Mecazen "ölmek"le gerçekten "ölmek" her ne şekilde olursa olsun "Ölüm Bir Skandal". Biraz sayfaları karıştırmaya başlıyorum...
"Hiç kimseye hiçbir zaman" sözleriyle adamış Ergülen kitabını ölümü hiç kimseye konduramadığından...
"1. ölüm yağmurdan önce gitti"den
Bugün: Ölüm
Sanki bir pazar yeri
bazıları yine evlerine götürecekler ölümü
bir yabancıya satmaya kıyamadan
bir yabancı ölümü nasıl kullanır bilinmez ki
hem şüpheli sayılır yabancı ölümden bile
hem ne kötü inandıramaz da kimseyi
ölümü sevdiğine-hem ölümü sevdiği için
ondan çok korkuyorsa insan, hayat diye
ölümü hatırlamaz mı çoğu zaman?–
Pazatesi, Salı, Çarşamba
ölüm gülüp geçiyor bunlara
Perşembe, Cuma, Cumartesi
ölümün günleri değil hiçbiri
Pazarsa Pazar, ölüme ne bundan
kimin bir günü geçiyor ki
ölüm yanında olmadan
gülüp geçiyor günlere ölüm
güldüğü gibi bize de
günleri evimiz sanıyoruz
ve başkasının evindeki gün
nasıl geçiyorsa öyle uzaktan
ölümü de öyle izliyoruz öteki gibi:
....
"ne iyilik var bu kitapta ne de iyi bir şiir" demiş Ergülen...
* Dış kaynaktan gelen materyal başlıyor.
impl Session {
    /// Connect to `host:port` and bind as a transmitter.
    pub async fn transmitter(
        host: &str,
        port: u16,
        eli_seconds: u16,
        params: Params,
    ) -> SmppResult<Session> {
        let stream = TcpStream::connect((host, port)).await?;
        Self::establish(BindRole::Transmitter, stream, eli_seconds, params).await
    }

    /// Connect to `host:port` and bind as a receiver.
    pub async fn receiver(
        host: &str,
        port: u16,
        eli_seconds: u16,
        params: Params,
    ) -> SmppResult<Session> {
        let stream = TcpStream::connect((host, port)).await?;
        Self::establish(BindRole::Receiver, stream, eli_seconds, params).await
    }

    /// Connect to `host:port` and bind as a transceiver.
    pub async fn transceiver(
        host: &str,
        port: u16,
        eli_seconds: u16,
        params: Params,
    ) -> SmppResult<Session> {
        let stream = TcpStream::connect((host, port)).await?;
        Self::establish(BindRole::Transceiver, stream, eli_seconds, params).await
    }

    /// Bind as a transmitter over an already-connected transport.
    pub async fn transmitter_with<S>(io: S, eli_seconds: u16, params: Params) -> SmppResult<Session>
    where
        S: AsyncRead + AsyncWrite + Send + Unpin + 'static,
    {
        Self::establish(BindRole::Transmitter, io, eli_seconds, params).await
    }

    /// Bind as a receiver over an already-connected transport.
    pub async fn receiver_with<S>(io: S, eli_seconds: u16, params: Params) -> SmppResult<Session>
    where
        S: AsyncRead + AsyncWrite + Send + Unpin + 'static,
    {
        Self::establish(BindRole::Receiver, io, eli_seconds, params).await
    }

    /// Bind as a transceiver over an already-connected transport.
    pub async fn transceiver_with<S>(io: S, eli_seconds: u16, params: Params) -> SmppResult<Session>
    where
        S: AsyncRead + AsyncWrite + Send + Unpin + 'static,
    {
        Self::establish(BindRole::Transceiver, io, eli_seconds, params).await
    }

    async fn establish<S>(
        role: BindRole,
        io: S,
        eli_seconds: u16,
        params: Params,
    ) -> SmppResult<Session>
    where
        S: AsyncRead + AsyncWrite + Send + Unpin + 'static,
    {
        let eli = Duration::from_secs(u64::from(eli_seconds.max(MIN_ENQUIRE_LINK_SECS)));
        let (reader, writer) = connection::split(io);
        let (shutdown, _) = watch::channel(false);
        let (resp_tx, resp_rx) = mpsc::unbounded_channel();

        let inner = Arc::new(Inner {
            role,
            reader: Mutex::new(reader),
            writer: Mutex::new(writer),
            bound: AtomicBool::new(false),
            closed: AtomicBool::new(false),
            sequence: SequenceGenerator::new(),
            last_error: std::sync::Mutex::new(None),
            shutdown,
            resp_tx,
        });
        let session = Session { inner };

        if let Err(err) = session.bind(&params).await {
            session.inner.close().await;
            // If the watchdog fired first, the read unblocked with Closed;
            // the stored cause is the real one.
            let timed_out = matches!(err, SmppError::Closed)
                && matches!(session.last_error().as_deref(), Some(SmppError::BindResp));
            return Err(if timed_out { SmppError::BindResp } else { err });
        }

        tokio::spawn(liveness::run(
            Arc::clone(&session.inner),
            eli,
            resp_rx,
            session.inner.shutdown.subscribe(),
        ));

        Ok(session)
    }

    /// Perform the bind handshake for this session's role.
    async fn bind(&self, params: &Params) -> SmppResult<()> {
        for required in [FieldTag::SystemId, FieldTag::Password] {
            if !params.has_field(required) {
                return Err(SmppError::MissingParameter(required));
            }
        }

        let mut pdu = Pdu::bind(self.inner.role.bind_command(), "", "")?;
        params.apply_to(&mut pdu)?;
        pdu.set_sequence_number(self.inner.sequence.next());
        self.inner.write(&pdu).await?;

        // Force-close the session if no bind response lands in time.
        tokio::spawn(bind_watchdog(
            Arc::clone(&self.inner),
            self.inner.shutdown.subscribe(),
        ));

        let resp = self.read_raw().await?;
        if resp.command_id() != self.inner.role.bind_response() {
            return Err(SmppError::BindResp);
        }
        if !resp.ok() {
            return Err(SmppError::BindAuth(resp.command_status()));
        }

        self.inner.bound.store(true, Ordering::SeqCst);
        debug!(role = ?self.inner.role, "session bound");
        Ok(())
    }

    /// Read the next PDU addressed to the application.
    ///
    /// Housekeeping traffic is handled in place: enquire_link gets an
    /// automatic response, enquire_link_resp feeds the liveness watchdog,
    /// and both are consumed without surfacing. An unbind from the peer is
    /// answered, tears the session down, and is returned so the caller
    /// observes why the session ended. A PDU the session's role does not
    /// admit fails with [`SmppError::Pdu`] and leaves the session bound.
    pub async fn read(&self) -> SmppResult<Pdu> {
        loop {
            let pdu = self.read_raw().await?;
            match pdu.command_id() {
                CommandId::EnquireLink => {
                    debug!(sequence = pdu.sequence_number(), "answering enquire_link");
                    self.inner
                        .write(&Pdu::enquire_link_resp(pdu.sequence_number()))
                        .await?;
                }
                CommandId::EnquireLinkResp => {
                    let _ = self.inner.resp_tx.send(());
                }
                CommandId::Unbind => {
                    debug!(sequence = pdu.sequence_number(), "peer unbind, closing session");
                    let resp = Pdu::unbind_resp(pdu.sequence_number());
                    if let Err(err) = self.inner.write(&resp).await {
                        debug!(error = %err, "failed to answer unbind");
                    }
                    self.inner.bound.store(false, Ordering::SeqCst);
                    self.inner.close().await;
                    return Ok(pdu);
                }
                id if self.inner.role.admits(id) => return Ok(pdu),
                id => {
                    return Err(SmppError::Pdu {
                        role: self.inner.role,
                        pdu: id,
                    })
                }
            }
        }
    }

    /// Read one PDU without admission filtering. Malformed input triggers
    /// the best-effort generic_nack before the error surfaces; `close()`
    /// from any task unblocks this with [`SmppError::Closed`].
    async fn read_raw(&self) -> SmppResult<Pdu> {
        let mut reader = self.inner.reader.lock().await;
        let mut shutdown = self.inner.shutdown.subscribe();
        if *shutdown.borrow() {
            return Err(SmppError::Closed);
        }

        let result = tokio::select! {
            result = reader.read_pdu() => result,
            _ = shutdown.changed() => return Err(SmppError::Closed),
        };

        match result {
            Ok(Some(pdu)) => Ok(pdu),
            Ok(None) => Err(SmppError::Io(std::io::Error::new(
                std::io::ErrorKind::UnexpectedEof,
                "connection closed by peer",
            ))),
            Err(codec_err) => {
                let err = SmppError::from(codec_err);
                if let SmppError::Codec(cause) = &err {
                    // Sequence 0: the offender's sequence may not be readable.
                    warn!(error = %cause, "malformed inbound PDU, sending generic_nack");
                    let nack = Pdu::generic_nack(0, cause.nack_status());
                    if let Err(nack_err) = self.inner.write(&nack).await {
                        debug!(error = %nack_err, "failed to send generic_nack");
                    }
                }
                Err(err)
            }
        }
    }

    /// Submit a short message. Transmitter and transceiver sessions only.
    /// Returns the assigned sequence number for response correlation.
    pub async fn submit_sm(
        &self,
        source_addr: &str,
        destination_addr: &str,
        short_message: &[u8],
        params: &Params,
    ) -> SmppResult<u32> {
        self.ensure_may_send(CommandId::SubmitSm)?;
        let mut pdu = Pdu::submit_sm(source_addr, destination_addr, short_message)?;
        params.apply_to(&mut pdu)?;
        self.send_request(pdu).await
    }

    /// Query the state of a previously submitted message. Transmitter and
    /// transceiver sessions only.
    pub async fn query_sm(
        &self,
        message_id: &str,
        source_addr: &str,
        params: &Params,
    ) -> SmppResult<u32> {
        self.ensure_may_send(CommandId::QuerySm)?;
        let mut pdu = Pdu::query_sm(message_id, source_addr)?;
        params.apply_to(&mut pdu)?;
        self.send_request(pdu).await
    }

    /// Send a deliver_sm. Receiver and transceiver sessions only.
    pub async fn deliver_sm(
        &self,
        source_addr: &str,
        destination_addr: &str,
        short_message: &[u8],
        params: &Params,
    ) -> SmppResult<u32> {
        self.ensure_may_send(CommandId::DeliverSm)?;
        let mut pdu = Pdu::deliver_sm(source_addr, destination_addr, short_message)?;
        params.apply_to(&mut pdu)?;
        self.send_request(pdu).await
    }

    /// Acknowledge a deliver_sm, echoing its sequence number. Receiver and
    /// transceiver sessions only.
    pub async fn deliver_sm_resp(&self, sequence: u32, status: CommandStatus) -> SmppResult<()> {
        self.ensure_may_send(CommandId::DeliverSmResp)?;
        self.inner
            .write(&Pdu::deliver_sm_resp(sequence, status))
            .await
    }

    /// Send a manual enquire_link probe.
    pub async fn enquire_link(&self) -> SmppResult<u32> {
        self.send_request(Pdu::enquire_link()).await
    }

    /// Request an unbind from the peer. `close()` does this implicitly;
    /// the explicit form exists for applications that want to await the
    /// unbind_resp themselves.
    pub async fn unbind(&self) -> SmppResult<u32> {
        self.send_request(Pdu::unbind()).await
    }

    /// Answer a peer unbind, echoing its sequence number. The session
    /// counts as unbound from this point.
    pub async fn unbind_resp(&self, sequence: u32) -> SmppResult<()> {
        self.inner.write(&Pdu::unbind_resp(sequence)).await?;
        self.inner.bound.store(false, Ordering::SeqCst);
        Ok(())
    }

    /// Send a generic_nack with the given status, echoing `sequence` (0 for
    /// PDUs whose sequence could not be read).
    pub async fn generic_nack(&self, sequence: u32, status: CommandStatus) -> SmppResult<()> {
        self.inner.write(&Pdu::generic_nack(sequence, status)).await
    }

    /// Close the session: stop the timers, send a best-effort unbind if
    /// still bound, shut the transport down. Idempotent and callable from
    /// any task.
    pub async fn close(&self) {
        self.inner.close().await;
    }

    /// True between a successful bind handshake and teardown.
    pub fn is_bound(&self) -> bool {
        self.inner.bound.load(Ordering::SeqCst)
    }

    pub fn role(&self) -> BindRole {
        self.inner.role
    }

    /// The first fatal error recorded before the session closed, if any.
    /// Readable after `close()` to learn why the session went down.
    pub fn last_error(&self) -> Option<Arc<SmppError>> {
        self.inner
            .last_error
            .lock()
            .expect("last-error mutex poisoned")
            .clone()
    }

    fn ensure_may_send(&self, id: CommandId) -> SmppResult<()> {
        if self.inner.role.may_send(id) {
            Ok(())
        } else {
            Err(SmppError::Pdu {
                role: self.inner.role,
                pdu: id,
            })
        }
    }

    async fn send_request(&self, mut pdu: Pdu) -> SmppResult<u32> {
        let sequence = self.inner.sequence.next();
        pdu.set_sequence_number(sequence);
        self.inner.write(&pdu).await?;
        Ok(sequence)
    }
}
Bana kalırsa iyiliğin en güzeli kitabın en başında dile gelmiş zaten "Hiç kimseye hiçbir zaman"... İyi bir şiire gelince elbette henüz şiirlerin hepsini okuyamadım ama yukarıda "1.ölüm yağmurdan önce gitti"den aldığım bir bölüm ne kadar iyi şiirler olduğunun göstergesidir bence...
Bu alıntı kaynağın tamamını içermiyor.